ANDOVER – Convinced that East Andover’s bad-accident-waiting-to-happen fire station needs to be replaced, Ken Dixon decided to do it himself without town approval.
Removing his fire chief hat and donning his Andover Firemen’s Association guise, the nonprofit bought land down the road from the old station, got a building permit, and began construction with about $6,000, donated steel and volunteer labor.
In the process, he’s angered the majority of town meeting voters, who, over the years, chose not to replace the tiny 1940s station at the corner of Farmers Hill and East Andover roads.
“As long as Ken can keep the funds separated from the fire department and the association, that’s what the people are concerned about,” Selectman Hope Peterson said Friday night.
“But they’ve got a building permit and they’re not using taxpayer dollars. Still, there are some people in town who are not happy,” she said.
Peterson said what Dixon and the association did to skirt the will of the town isn’t illegal in Andover.
“Technically, the planning board had to give them a building permit. It’s going to be a while, and by the time he gets the funding, maybe these people will settle down once they realize the importance. Ken just doesn’t understand why they wouldn’t want protection to be there,” she added.
The East Andover station was built to house a military pump trailer, but it was built “in a bad place to get into, and a bad place to get out of,” assistant fire Chief Bob Hutchins said Friday afternoon.
The station just barely houses the department’s smallest firetruck, a 1977 Howe pumper that the town bought along with two others from Cliffside Park, N.J.
But to fit it in the station, firefighters had to change the door and ceiling, move the oil tank outside and reorient the furnace, Hutchins said.
The truck fits a little too snug inside with 6 inches to spare in back, and another 6 inches in front. Getting into and out of the truck requires an effort.
The driver must inch the truck forward so as not to scrape the walls and ceiling to exit the building, then risk entering East Andover Road without being able to see northbound traffic due to a high crown in the road. Additionally, Dixon said the firetruck can only turn northbound leaving the station, because the truck can’t make the tight turn to go south.
“We’ve been very fortunate that no one’s been killed driving a firetruck out of there,” Dixon said.
Last month, Dixon and association president Elaine Morton, who is also town clerk, sent a letter to residents and taxpayers requesting donations for the new station.

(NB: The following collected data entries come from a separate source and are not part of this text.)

impl TurnController {
    /// Start a new story in `locale`.
    pub fn new(locale: Locale) -> Self {
        Self::with_session(Session::new(locale))
    }

    /// Take over an existing session.
    pub fn with_session(session: Session) -> Self {
        Self {
            session,
            state: TurnState::Idle,
        }
    }

    pub fn session(&self) -> &Session {
        &self.session
    }

    pub fn state(&self) -> TurnState {
        self.state
    }

    pub fn is_finished(&self) -> bool {
        self.state == TurnState::RoundsExhausted
    }

    /// Placeholder for the input box, e.g. `(3 of 10 sentence)`.
    pub fn input_hint(&self) -> String {
        self.session
            .locale()
            .strings()
            .input_hint(self.session.round())
    }

    /// Play one round with `input` as the human sentence.
    ///
    /// On writer failure or retry exhaustion the human sentence stays in the
    /// story and the round does not advance. Drive the returned future to
    /// completion: dropping it mid-call leaves the controller `Submitting`.
    pub async fn submit<W>(&mut self, input: &str, writer: &W) -> Result<TurnOutcome, TurnError>
    where
        W: Writer + ?Sized,
    {
        match self.state {
            TurnState::RoundsExhausted => return Err(TurnError::StoryComplete),
            TurnState::Submitting => return Err(TurnError::Busy),
            TurnState::Idle => {}
        }

        let locale = self.session.locale();
        if !locale.accepts(input) {
            return Err(TurnError::InvalidInput {
                length: input.chars().count(),
                min: crate::locale::MIN_INPUT_CHARS,
                max: locale.input_limit(),
            });
        }

        self.session.record(Speaker::Human, input);
        self.state = TurnState::Submitting;

        let result = self.request_reply(writer).await;
        self.state = TurnState::Idle;
        let (reply, prompt_window, attempts) = result?;

        self.session.record(Speaker::Ai, &reply);

        let round = self.session.round();
        let story_complete = !self.session.advance_round();
        if story_complete {
            self.state = TurnState::RoundsExhausted;
            info!(round, "story complete");
        } else {
            info!(round, attempts, "round complete");
        }

        Ok(TurnOutcome {
            reply,
            prompt_window,
            attempts,
            round,
            story_complete,
        })
    }

    /// Ask the writer until it produces a usable sentence.
    async fn request_reply<W>(&self, writer: &W) -> Result<(String, String, u32), TurnError>
    where
        W: Writer + ?Sized,
    {
        let locale = self.session.locale();

        for attempt in 1..=MAX_ATTEMPTS {
            let window = self.session.prompt_window();
            debug!(attempt, window_chars = window.chars().count(), "asking writer");

            let raw = writer.suggest(&window, locale).await.map_err(|e| {
                warn!(error = %e, "writer call failed");
                e
            })?;

            let reply = refine_reply(&raw);
            if !split_sentences(&reply).is_empty() {
                return Ok((reply, window, attempt));
            }

            warn!(attempt, max = MAX_ATTEMPTS, "empty reply from writer");
        }

        Err(TurnError::RetriesExhausted {
            attempts: MAX_ATTEMPTS,
        })
    }

    /// Change the story language.
    ///
    /// Switching discards the story, so a non-empty story needs `confirmed`.
    /// Without it nothing changes and the confirmation text is returned.
    pub fn switch_locale(
        &mut self,
        locale: Locale,
        confirmed: bool,
    ) -> Result<LocaleSwitch, TurnError> {
        if self.state == TurnState::Submitting {
            return Err(TurnError::Busy);
        }
        if locale == self.session.locale() {
            return Ok(LocaleSwitch::Unchanged);
        }
        if !self.session.is_empty() && !confirmed {
            return Ok(LocaleSwitch::NeedsConfirmation {
                message: self.session.locale().strings().language_toggle_confirmation,
            });
        }

        info!(from = %self.session.locale(), to = %locale, "switching locale");
        self.session.reset(locale);
        self.state = TurnState::Idle;
        Ok(LocaleSwitch::Switched)
    }

    /// Rounds left to play, including the current one.
    pub fn rounds_remaining(&self) -> u32 {
        if self.is_finished() {
            0
        } else {
            (ROUND_LIMIT + 1).saturating_sub(self.session.round())
        }
    }
}
//! Minimal OpenAI-compatible text completion client.
//!
//! This crate provides a focused client for the legacy `/completions` API with:
//! - Non-streaming and streaming completions
//! - Configurable base URL for compatible servers
//! - Proper SSE parsing for streaming responses

use futures::StreamExt;
use reqwest::header::{HeaderMap, HeaderValue, AUTHORIZATION, CONTENT_TYPE};
use serde::{Deserialize, Serialize};
use std::pin::Pin;
use thiserror::Error;
use tokio_stream::Stream;

pub const API_BASE: &str = "https://api.openai.com/v1";
pub const DEFAULT_MODEL: &str = "gpt-3.5-turbo-instruct";
const DEFAULT_MAX_TOKENS: usize = 300;

/// Errors that can occur when using the completion client.
#[derive(Debug, Error)]
pub enum Error {
    #[error("API key not configured")]
    NoApiKey,

    #[error("Network error: {0}")]
    Network(String),

    #[error("API error (status {status}): {message}")]
    Api { status: u16, message: String },

    #[error("Failed to parse response: {0}")]
    Parse(String),

    #[error("Invalid configuration: {0}")]
    Config(String),
}

/// Completion API client.
#[derive(Clone)]
pub struct Client {
    client: reqwest::Client,
    api_key: String,
    model: String,
    base_url: String,
}

impl Client {
    /// Create a new client with the given API key.
    pub fn new(api_key: impl Into<String>) -> Self {
        let client = reqwest::Client::builder()
            .timeout(std::time::Duration::from_secs(120))
            .connect_timeout(std::time::Duration::from_secs(30))
            .build()
            .unwrap_or_else(|_| reqwest::Client::new());
        Self {
            client,
            api_key: api_key.into(),
            model: DEFAULT_MODEL.to_string(),
            base_url: API_BASE.to_string(),
        }
    }

    /// Create a client from the OPENAI_API_KEY environment variable.
    pub fn from_env() -> Result<Self, Error> {
        let api_key = std::env::var("OPENAI_API_KEY").map_err(|_| Error::NoApiKey)?;
        Ok(Self::new(api_key))
    }

    /// Set the default model for this client.
    pub fn with_model(mut self, model: impl Into<String>) -> Self {
        self.model = model.into();
        self
    }

    /// Point the client at a different API root (e.g. a local compatible server).
    pub fn with_base_url(mut self, base_url: impl Into<String>) -> Self {
        self.base_url = base_url.into().trim_end_matches('/').to_string();
        self
    }

    pub fn model(&self) -> &str {
        &self.model
    }

    pub fn base_url(&self) -> &str {
        &self.base_url
    }

    /// Send a completion request and return the full response.
    pub async fn complete(&self, request: Request) -> Result<Response, Error> {
        self.post(&request, false)
            .await?
            .json::<Response>()
            .await
            .map_err(|e| Error::Parse(e.to_string()))
    }

    /// Send a completion request and stream the generated text.
    pub async fn stream(
        &self,
        request: Request,
    ) -> Result<Pin<Box<dyn Stream<Item = Result<StreamEvent, Error>> + Send>>, Error> {
        let response = self.post(&request, true).await?;
        Ok(Box::pin(sse_events(response.bytes_stream())))
    }

    /// POST to `/completions`, turning a non-success status into [`Error::Api`].
    async fn post(&self, request: &Request, stream: bool) -> Result<reqwest::Response, Error> {
        let headers = self.build_headers()?;
        let url = format!("{}/completions", self.base_url);

        let response = self
            .client
            .post(&url)
            .headers(headers)
            .json(&self.build_api_request(request, stream))
            .send()
            .await
            .map_err(|e| Error::Network(e.to_string()))?;

        let status = response.status();
        if status.is_success() {
            return Ok(response);
        }
        let body = response.text().await.unwrap_or_default();
        Err(Error::Api {
            status: status.as_u16(),
            message: error_message(&body),
        })
    }

    fn build_headers(&self) -> Result<HeaderMap, Error> {
        if self.api_key.trim().is_empty() {
            return Err(Error::NoApiKey);
        }
        let mut headers = HeaderMap::new();
        headers.insert(CONTENT_TYPE, HeaderValue::from_static("application/json"));
        headers.insert(
            AUTHORIZATION,
            HeaderValue::from_str(&format!("Bearer {}", self.api_key))
                .map_err(|e| Error::Config(format!("Invalid API key: {e}")))?,
        );
        Ok(headers)
    }

    fn build_api_request(&self, request: &Request, stream: bool) -> ApiRequest {
        ApiRequest {
            model: request.model.clone().unwrap_or_else(|| self.model.clone()),
            prompt: request.prompt.clone(),
            max_tokens: request.max_tokens,
            temperature: request.temperature,
            stop: request.stop.clone(),
            stream,
        }
    }
}

// ============================================================================
// Public types
// ============================================================================

/// A completion request.
#[derive(Debug, Clone)]
pub struct Request {
    pub model: Option<String>,
    pub prompt: String,
    pub max_tokens: usize,
    pub temperature: Option<f32>,
    pub stop: Option<Vec<String>>,
}

impl Request {
    /// Create a new request for the given prompt.
    pub fn new(prompt: impl Into<String>) -> Self {
        Self {
            model: None,
            prompt: prompt.into(),
            max_tokens: DEFAULT_MAX_TOKENS,
            temperature: None,
            stop: None,
        }
    }

    pub fn with_model(mut self, model: impl Into<String>) -> Self {
        self.model = Some(model.into());
        self
    }

    pub fn with_max_tokens(mut self, max_tokens: usize) -> Self {
        self.max_tokens = max_tokens;
        self
    }

    pub fn with_temperature(mut self, temperature: f32) -> Self {
        self.temperature = Some(temperature);
        self
    }

    pub fn with_stop(mut self, stop: Vec<String>) -> Self {
        self.stop = Some(stop);
        self
    }
}

/// A completion response.
///
/// Serializable so callers can echo it back to their own clients.
#[derive(Debug, Clone, Serialize, Deserialize)]
pub struct Response {
    #[serde(default)]
    pub id: String,
    #[serde(default)]
    pub object: String,
    #[serde(default)]
    pub created: u64,
    #[serde(default)]
    pub model: String,
    pub choices: Vec<Choice>,
    #[serde(default, skip_serializing_if = "Option::is_none")]
    pub usage: Option<Usage>,
}

impl Response {
    /// Text of the first candidate, if any.
    pub fn text(&self) -> Option<&str> {
        self.choices.first().map(|c| c.text.as_str())
    }
}

/// One candidate continuation.
#[derive(Debug, Clone, Serialize, Deserialize)]
pub struct Choice {
    pub text: String,
    #[serde(default)]
    pub index: usize,
    #[serde(default)]
    pub finish_reason: Option<String>,
}

/// Token usage information.
#[derive(Debug, Clone, Serialize, Deserialize)]
pub struct Usage {
    pub prompt_tokens: usize,
    #[serde(default)]
    pub completion_tokens: usize,
    pub total_tokens: usize,
}

// ============================================================================
// Streaming types
// ============================================================================

/// Events from a streaming response.
#[derive(Debug, Clone, PartialEq)]
pub enum StreamEvent {
    TextDelta {
        index: usize,
        text: String,
    },
    Finish {
        index: usize,
        reason: String,
    },
    Done,
}

// ============================================================================
// Internal API types
// ============================================================================

#[derive(Debug, Serialize)]
struct ApiRequest {
    model: String,
    prompt: String,
    max_tokens: usize,
    #[serde(skip_serializing_if = "Option::is_none")]
    temperature: Option<f32>,
    #[serde(skip_serializing_if = "Option::is_none")]
    stop: Option<Vec<String>>,
    stream: bool,
}

#[derive(Debug, Deserialize)]
struct ApiErrorBody {
    error: ApiError,
}

#[derive(Debug, Deserialize)]
struct ApiError {
    message: String,
}

#[derive(Debug, Deserialize)]
struct ApiStreamChunk {
    choices: Vec<Choice>,
}

/// Pull `error.message` out of an error body, falling back to the raw text.
fn error_message(body: &str) -> String {
    match serde_json::from_str::<ApiErrorBody>(body) {
        Ok(parsed) => parsed.error.message,
        Err(_) => body.to_string(),
    }
}

/// Turn a stream of body chunks into completion events.
///
/// Bytes are buffered until a full line arrives, so a multibyte character
/// split across chunks is decoded intact.
fn sse_events<S, B, E>(chunks: S) -> impl Stream<Item = Result<StreamEvent, Error>>
where
    S: Stream<Item = Result<B, E>>,
    B: AsRef<[u8]>,
    E: std::fmt::Display,
{
    chunks
        .scan(Vec::<u8>::new(), |pending, chunk| {
            let parsed = match chunk {
                Ok(bytes) => {
                    pending.extend_from_slice(bytes.as_ref());
                    parse_sse_events_buffered(pending)
                }
                Err(e) => vec![Err(Error::Network(e.to_string()))],
            };
            futures::future::ready(Some(parsed))
        })
        .flat_map(futures::stream::iter)
}

/// Parse SSE events from a byte buffer, consuming complete lines and leaving
/// any trailing partial line in place.
fn parse_sse_events_buffered(buffer: &mut Vec<u8>) -> Vec<Result<StreamEvent, Error>> {
    let mut events = Vec::new();

    while let Some(newline_pos) = buffer.iter().position(|&b| b == b'\n') {
        let raw: Vec<u8> = buffer.drain(..=newline_pos).collect();
        let line = match std::str::from_utf8(&raw) {
            Ok(line) => line.trim_end_matches(&['\n', '\r'][..]),
            Err(e) => {
                events.push(Err(Error::Parse(format!("SSE line is not UTF-8: {e}"))));
                continue;
            }
        };

        // Skip event: lines, comments and blank separators
        let Some(json_str) = line.strip_prefix("data: ") else {
            continue;
        };
        if json_str == "[DONE]" {
            events.push(Ok(StreamEvent::Done));
        } else if !json_str.is_empty() {
            match serde_json::from_str::<ApiStreamChunk>(json_str) {
                Ok(chunk) => events.extend(convert_stream_chunk(chunk).into_iter().map(Ok)),
                Err(e) => events.push(Err(Error::Parse(format!("SSE parse error: {e}")))),
            }
        }
    }

    events
}

fn convert_stream_chunk(chunk: ApiStreamChunk) -> Vec<StreamEvent> {
    let mut events = Vec::new();
    for choice in chunk.choices {
        if !choice.text.is_empty() {
            events.push(StreamEvent::TextDelta {
                index: choice.index,
                text: choice.text,
            });
        }
        if let Some(reason) = choice.finish_reason {
            events.push(StreamEvent::Finish {
                index: choice.index,
                reason,
            });
        }
    }
    events
}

On Friday at the East Andover station, Dixon estimated that the new station would cost $85,000.
He said the station would provide fire protection for East Andover and keep fire insurance costs down.
“When we put a truck over there, they had a lot of chimney fires in East Andover. So, I figured if the truck was over there, people with the fire department could take it themselves until one could come” from the main station, Dixon said.
“If the station was not here, fire insurance costs would go up, because they’d be unprotected. With a station here, everyone within town limits of Andover is covered,” he added.
He said that a firetruck is also needed in East Andover, because the section is isolated from the main part of town when the Ellis River floods.
“We’ve got to do something,” Dixon added.